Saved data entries

»»

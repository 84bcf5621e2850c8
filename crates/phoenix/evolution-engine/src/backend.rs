//! Inference backends.

use crate::error::GenerationError;
use async_trait::async_trait;
use std::path::PathBuf;
use std::process::Stdio;
use tokio::process::Command;

/// Sampling request handed to a backend.
#[derive(Clone, Debug, PartialEq)]
pub struct GenerationRequest {
    pub prompt: String,
    pub max_tokens: u32,
    pub temperature: f64,
    pub top_p: f64,
    pub seed: u64,
}

#[derive(Clone, Debug, Default, PartialEq, Eq)]
pub struct InferenceResult {
    pub text: String,
    /// Not every backend reports a token count.
    pub generated_tokens: Option<u32>,
}

/// Something that turns a prompt into text.
#[async_trait]
pub trait ModelBackend: Send + Sync {
    async fn generate(&self, request: &GenerationRequest)
        -> Result<InferenceResult, GenerationError>;

    fn name(&self) -> &str;
}

const STDERR_TAIL: usize = 400;

/// Runs a local inference command (llama.cpp style flags) per request.
///
/// The child is killed if the returned future is dropped, so a caller-side
/// timeout cancels the inference.
#[derive(Clone, Debug)]
pub struct LocalProcessBackend {
    command: String,
    model_path: PathBuf,
    context_length: u32,
}

impl LocalProcessBackend {
    pub fn new(command: impl Into<String>, model_path: impl Into<PathBuf>) -> Self {
        Self {
            command: command.into(),
            model_path: model_path.into(),
            context_length: 4096,
        }
    }

    pub fn with_context_length(mut self, n: u32) -> Self {
        self.context_length = n;
        self
    }

    fn args(&self, request: &GenerationRequest) -> Vec<String> {
        vec![
            "-m".into(),
            self.model_path.display().to_string(),
            "-c".into(),
            self.context_length.to_string(),
            "-n".into(),
            request.max_tokens.to_string(),
            "--temp".into(),
            request.temperature.to_string(),
            "--top-p".into(),
            request.top_p.to_string(),
            "--seed".into(),
            request.seed.to_string(),
            "--no-display-prompt".into(),
            "-p".into(),
            request.prompt.clone(),
        ]
    }
}

#[async_trait]
impl ModelBackend for LocalProcessBackend {
    async fn generate(
        &self,
        request: &GenerationRequest,
    ) -> Result<InferenceResult, GenerationError> {
        let output = Command::new(&self.command)
            .args(self.args(request))
            .stdin(Stdio::null())
            .stdout(Stdio::piped())
            .stderr(Stdio::piped())
            .kill_on_drop(true)
            .output()
            .await
            .map_err(|e| GenerationError::Backend(format!("failed to run {}: {e}", self.command)))?;

        if !output.status.success() {
            let stderr = String::from_utf8_lossy(&output.stderr);
            let tail: String = stderr
                .chars()
                .rev()
                .take(STDERR_TAIL)
                .collect::<Vec<_>>()
                .into_iter()
                .rev()
                .collect();
            return Err(GenerationError::Backend(format!(
                "{} exited with {}: {}",
                self.command,
                output.status,
                tail.trim()
            )));
        }

        Ok(InferenceResult {
            text: String::from_utf8_lossy(&output.stdout).into_owned(),
            generated_tokens: None,
        })
    }

    fn name(&self) -> &str {
        &self.command
    }
}
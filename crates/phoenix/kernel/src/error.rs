use phoenix_spec::SpecError;

/// Errors that abort a whole kernel run.
#[derive(Debug, thiserror::Error)]
pub enum KernelError {
    #[error("specification invalid: {0}")]
    SpecInvalid(#[from] SpecError),
    #[error("configuration error: {0}")]
    Config(#[from] ConfigError),
}

/// Errors from loading or validating [`KernelConfig`](crate::KernelConfig).
#[derive(Debug, thiserror::Error)]
pub enum ConfigError {
    #[error("failed to load config: {0}")]
    Load(#[from] config::ConfigError),
    #[error("invalid config: {0}")]
    Invalid(String),
}

#[cfg(test)]
mod tests {
    use super::*;

    #[test]
    fn error_display() {
        let e = KernelError::from(SpecError::Missing("meta"));
        assert_eq!(e.to_string(), "specification invalid: spec.meta is required");
        let e = KernelError::from(ConfigError::Invalid("llm.timeout_ms must be positive".into()));
        assert!(e.to_string().contains("timeout_ms"));
    }
}
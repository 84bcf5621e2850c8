//! Lowers a parsed unit to bytecode.

use crate::ast::{BinOp, Expr, FnDecl, Stmt, UnaryOp, UnitAst};
use crate::bytecode::{Constant, Function, Op, Symbol, SymbolKind, UnitArtifact};
use crate::error::CompilerError;
use crate::host::HostLibrary;
use crate::lexer::Span;
use std::collections::HashMap;

/// Exported functions (name to arity) of every unit in a bundle.
pub type UnitIndex = HashMap<String, HashMap<String, usize>>;

/// Builds the export index from parsed units.
pub fn build_index<'a>(units: impl IntoIterator<Item = (&'a str, &'a UnitAst)>) -> UnitIndex {
    units
        .into_iter()
        .map(|(name, ast)| {
            let exports = ast
                .functions
                .iter()
                .map(|f| (f.name.clone(), f.params.len()))
                .collect();
            (name.to_string(), exports)
        })
        .collect()
}

/// Compiles one unit against the bundle index and host library.
pub fn generate(
    unit: &str,
    ast: &UnitAst,
    index: &UnitIndex,
    host: &HostLibrary,
) -> Result<UnitArtifact, CompilerError> {
    let mut gen = UnitGen {
        unit,
        index,
        host,
        aliases: HashMap::new(),
        local_fns: HashMap::new(),
        symbols: Vec::new(),
        symbol_ids: HashMap::new(),
        constants: Vec::new(),
        constant_ids: HashMap::new(),
    };

    for u in &ast.uses {
        gen.aliases.insert(u.alias.clone(), u.path.clone());
        gen.intern_symbol(SymbolKind::Import, u.path.join("::"))?;
    }
    for (i, f) in ast.functions.iter().enumerate() {
        if u8::try_from(f.params.len()).is_err() {
            return Err(gen.limit(&format!("function `{}` has too many parameters", f.name)));
        }
        if gen
            .local_fns
            .insert(f.name.clone(), (i, f.params.len()))
            .is_some()
        {
            let msg = format!("duplicate function `{}`", f.name);
            return Err(gen.resolve_error(f.span, &msg));
        }
    }
    if u16::try_from(ast.functions.len()).is_err() {
        return Err(gen.limit("too many functions"));
    }

    let mut functions = Vec::with_capacity(ast.functions.len());
    for f in &ast.functions {
        functions.push(gen.function(f)?);
    }

    Ok(UnitArtifact {
        unit_name: unit.to_string(),
        symbols: gen.symbols,
        constants: gen.constants,
        functions,
    })
}

enum CallTarget {
    Local(u16),
    Symbol(u16),
}

struct UnitGen<'a> {
    unit: &'a str,
    index: &'a UnitIndex,
    host: &'a HostLibrary,
    aliases: HashMap<String, Vec<String>>,
    local_fns: HashMap<String, (usize, usize)>,
    symbols: Vec<Symbol>,
    symbol_ids: HashMap<(SymbolKind, String), u16>,
    constants: Vec<Constant>,
    constant_ids: HashMap<ConstKey, u16>,
}

#[derive(PartialEq, Eq, Hash)]
enum ConstKey {
    Int(i64),
    Str(String),
}

struct FnGen {
    code: Vec<Op>,
    scopes: Vec<HashMap<String, u16>>,
    next_slot: u16,
}

impl FnGen {
    fn lookup(&self, name: &str) -> Option<u16> {
        self.scopes.iter().rev().find_map(|s| s.get(name).copied())
    }

    fn here(&self) -> u32 {
        self.code.len() as u32
    }

    fn emit(&mut self, op: Op) -> usize {
        self.code.push(op);
        self.code.len() - 1
    }

    fn patch(&mut self, at: usize, target: u32) {
        match &mut self.code[at] {
            Op::Jump(t) | Op::JumpIfFalse(t) => *t = target,
            _ => {}
        }
    }
}

impl<'a> UnitGen<'a> {
    fn resolve_error(&self, span: Span, message: &str) -> CompilerError {
        CompilerError::Resolve {
            unit: self.unit.to_string(),
            line: span.line,
            col: span.col,
            message: message.to_string(),
        }
    }

    fn limit(&self, message: &str) -> CompilerError {
        CompilerError::Limit {
            unit: self.unit.to_string(),
            message: message.to_string(),
        }
    }

    fn intern_symbol(&mut self, kind: SymbolKind, name: String) -> Result<u16, CompilerError> {
        if let Some(id) = self.symbol_ids.get(&(kind, name.clone())) {
            return Ok(*id);
        }
        let id = u16::try_from(self.symbols.len()).map_err(|_| self.limit("too many symbols"))?;
        self.symbols.push(Symbol {
            kind,
            name: name.clone(),
        });
        self.symbol_ids.insert((kind, name), id);
        Ok(id)
    }

    fn intern_constant(&mut self, c: Constant) -> Result<u16, CompilerError> {
        let key = match &c {
            Constant::Int(i) => ConstKey::Int(*i),
            Constant::Str(s) => ConstKey::Str(s.clone()),
        };
        if let Some(id) = self.constant_ids.get(&key) {
            return Ok(*id);
        }
        let id =
            u16::try_from(self.constants.len()).map_err(|_| self.limit("too many constants"))?;
        self.constants.push(c);
        self.constant_ids.insert(key, id);
        Ok(id)
    }

    fn function(&mut self, f: &FnDecl) -> Result<Function, CompilerError> {
        let mut fg = FnGen {
            code: Vec::new(),
            scopes: vec![HashMap::new()],
            next_slot: 0,
        };
        for p in &f.params {
            if fg.scopes[0].contains_key(p) {
                let msg = format!("duplicate parameter `{p}`");
                return Err(self.resolve_error(f.span, &msg));
            }
            let slot = fg.next_slot;
            fg.scopes[0].insert(p.clone(), slot);
            fg.next_slot += 1;
        }
        self.block(&mut fg, &f.body)?;
        fg.emit(Op::ReturnNil);
        if u32::try_from(fg.code.len()).is_err() {
            return Err(self.limit("function body too large"));
        }
        let arity = u8::try_from(f.params.len())
            .map_err(|_| self.limit(&format!("function `{}` has too many parameters", f.name)))?;
        Ok(Function {
            name: f.name.clone(),
            arity,
            locals: fg.next_slot,
            code: fg.code,
        })
    }

    fn block(&mut self, fg: &mut FnGen, stmts: &[Stmt]) -> Result<(), CompilerError> {
        fg.scopes.push(HashMap::new());
        for s in stmts {
            self.stmt(fg, s)?;
        }
        fg.scopes.pop();
        Ok(())
    }

    fn stmt(&mut self, fg: &mut FnGen, stmt: &Stmt) -> Result<(), CompilerError> {
        match stmt {
            Stmt::Let { name, value, .. } => {
                self.expr(fg, value)?;
                let slot = fg.next_slot;
                fg.next_slot = fg
                    .next_slot
                    .checked_add(1)
                    .ok_or_else(|| self.limit("too many locals"))?;
                if let Some(scope) = fg.scopes.last_mut() {
                    scope.insert(name.clone(), slot);
                }
                fg.emit(Op::Store(slot));
            }
            Stmt::Assign { name, value, span } => {
                let slot = fg.lookup(name).ok_or_else(|| {
                    self.resolve_error(*span, &format!("assignment to undeclared variable `{name}`"))
                })?;
                self.expr(fg, value)?;
                fg.emit(Op::Store(slot));
            }
            Stmt::If {
                cond,
                then_block,
                else_block,
            } => {
                self.expr(fg, cond)?;
                let to_else = fg.emit(Op::JumpIfFalse(0));
                self.block(fg, then_block)?;
                match else_block {
                    Some(else_stmts) => {
                        let to_end = fg.emit(Op::Jump(0));
                        let else_at = fg.here();
                        fg.patch(to_else, else_at);
                        self.block(fg, else_stmts)?;
                        let end = fg.here();
                        fg.patch(to_end, end);
                    }
                    None => {
                        let end = fg.here();
                        fg.patch(to_else, end);
                    }
                }
            }
            Stmt::While { cond, body } => {
                let start = fg.here();
                self.expr(fg, cond)?;
                let to_end = fg.emit(Op::JumpIfFalse(0));
                self.block(fg, body)?;
                fg.emit(Op::Jump(start));
                let end = fg.here();
                fg.patch(to_end, end);
            }
            Stmt::Return(Some(e)) => {
                self.expr(fg, e)?;
                fg.emit(Op::Return);
            }
            Stmt::Return(None) => {
                fg.emit(Op::ReturnNil);
            }
            Stmt::Expr(e) => {
                self.expr(fg, e)?;
                fg.emit(Op::Pop);
            }
        }
        Ok(())
    }

    fn expr(&mut self, fg: &mut FnGen, expr: &Expr) -> Result<(), CompilerError> {
        match expr {
            Expr::Nil => {
                fg.emit(Op::Nil);
            }
            Expr::Bool(true) => {
                fg.emit(Op::True);
            }
            Expr::Bool(false) => {
                fg.emit(Op::False);
            }
            Expr::Int(i) => {
                let id = self.intern_constant(Constant::Int(*i))?;
                fg.emit(Op::Const(id));
            }
            Expr::Str(s) => {
                let id = self.intern_constant(Constant::Str(s.clone()))?;
                fg.emit(Op::Const(id));
            }
            Expr::Var { name, span } => {
                let slot = fg.lookup(name).ok_or_else(|| {
                    self.resolve_error(*span, &format!("unknown variable `{name}`"))
                })?;
                fg.emit(Op::Load(slot));
            }
            Expr::Unary { op, operand } => {
                self.expr(fg, operand)?;
                fg.emit(match op {
                    UnaryOp::Not => Op::Not,
                    UnaryOp::Neg => Op::Neg,
                });
            }
            Expr::Binary {
                op: BinOp::And,
                lhs,
                rhs,
            } => {
                self.expr(fg, lhs)?;
                let f1 = fg.emit(Op::JumpIfFalse(0));
                self.expr(fg, rhs)?;
                let f2 = fg.emit(Op::JumpIfFalse(0));
                fg.emit(Op::True);
                let to_end = fg.emit(Op::Jump(0));
                let false_at = fg.here();
                fg.patch(f1, false_at);
                fg.patch(f2, false_at);
                fg.emit(Op::False);
                let end = fg.here();
                fg.patch(to_end, end);
            }
            Expr::Binary {
                op: BinOp::Or,
                lhs,
                rhs,
            } => {
                self.expr(fg, lhs)?;
                let to_rhs = fg.emit(Op::JumpIfFalse(0));
                fg.emit(Op::True);
                let end1 = fg.emit(Op::Jump(0));
                let rhs_at = fg.here();
                fg.patch(to_rhs, rhs_at);
                self.expr(fg, rhs)?;
                let to_false = fg.emit(Op::JumpIfFalse(0));
                fg.emit(Op::True);
                let end2 = fg.emit(Op::Jump(0));
                let false_at = fg.here();
                fg.patch(to_false, false_at);
                fg.emit(Op::False);
                let end = fg.here();
                fg.patch(end1, end);
                fg.patch(end2, end);
            }
            Expr::Binary { op, lhs, rhs } => {
                self.expr(fg, lhs)?;
                self.expr(fg, rhs)?;
                fg.emit(match op {
                    BinOp::Add => Op::Add,
                    BinOp::Sub => Op::Sub,
                    BinOp::Mul => Op::Mul,
                    BinOp::Div => Op::Div,
                    BinOp::Rem => Op::Rem,
                    BinOp::Eq => Op::Eq,
                    BinOp::Ne => Op::Ne,
                    BinOp::Lt => Op::Lt,
                    BinOp::Le => Op::Le,
                    BinOp::Gt => Op::Gt,
                    BinOp::Ge => Op::Ge,
                    BinOp::And | BinOp::Or => unreachable!("handled above"),
                });
            }
            Expr::Call { path, args, span } => {
                let argc = u8::try_from(args.len())
                    .map_err(|_| self.resolve_error(*span, "too many arguments"))?;
                let target = self.resolve_call(path, args.len(), *span)?;
                for a in args {
                    self.expr(fg, a)?;
                }
                fg.emit(match target {
                    CallTarget::Local(idx) => Op::CallLocal(idx, argc),
                    CallTarget::Symbol(idx) => Op::CallSymbol(idx, argc),
                });
            }
        }
        Ok(())
    }

    fn resolve_call(
        &mut self,
        path: &[String],
        argc: usize,
        span: Span,
    ) -> Result<CallTarget, CompilerError> {
        let full: Vec<String> = match path {
            [name] => {
                if let Some(&(idx, arity)) = self.local_fns.get(name) {
                    return self.local_target(name, idx, arity, argc, span);
                }
                match self.aliases.get(name) {
                    Some(expanded) => expanded.clone(),
                    None => {
                        return Err(self.resolve_error(span, &format!("unknown function `{name}`")))
                    }
                }
            }
            [first, rest @ ..] => match self.aliases.get(first) {
                Some(expanded) => expanded.iter().chain(rest.iter()).cloned().collect(),
                None => path.to_vec(),
            },
            [] => return Err(self.resolve_error(span, "empty call path")),
        };

        let Some((fn_name, unit_path)) = full.split_last() else {
            return Err(self.resolve_error(span, "empty call path"));
        };
        let unit_name = unit_path.join("::");
        let joined = full.join("::");

        if unit_name == self.unit {
            return match self.local_fns.get(fn_name) {
                Some(&(idx, arity)) => self.local_target(fn_name, idx, arity, argc, span),
                None => Err(self.resolve_error(span, &format!("unknown function `{joined}`"))),
            };
        }
        if let Some(exports) = self.index.get(&unit_name) {
            let arity = exports.get(fn_name).copied().ok_or_else(|| {
                self.resolve_error(
                    span,
                    &format!("unit `{unit_name}` has no function `{fn_name}`"),
                )
            })?;
            if arity != argc {
                return Err(self.resolve_error(
                    span,
                    &format!("`{joined}` takes {arity} arguments, {argc} given"),
                ));
            }
            return Ok(CallTarget::Symbol(self.intern_symbol(SymbolKind::Unit, joined)?));
        }
        if let Some(host_fn) = self.host.lookup(&joined) {
            if !host_fn.arity.accepts(argc) {
                return Err(self.resolve_error(
                    span,
                    &format!("`{joined}` does not accept {argc} arguments"),
                ));
            }
            return Ok(CallTarget::Symbol(self.intern_symbol(SymbolKind::Host, joined)?));
        }
        Err(self.resolve_error(span, &format!("unresolved function `{joined}`")))
    }

    fn local_target(
        &self,
        name: &str,
        idx: usize,
        arity: usize,
        argc: usize,
        span: Span,
    ) -> Result<CallTarget, CompilerError> {
        if arity != argc {
            return Err(self.resolve_error(
                span,
                &format!("`{name}` takes {arity} arguments, {argc} given"),
            ));
        }
        let idx = u16::try_from(idx).map_err(|_| self.limit("too many functions"))?;
        Ok(CallTarget::Local(idx))
    }
}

««

### [Task objective]
Among the lines above, count those containing the string "params"; please give the count alone.

### [Output below]
5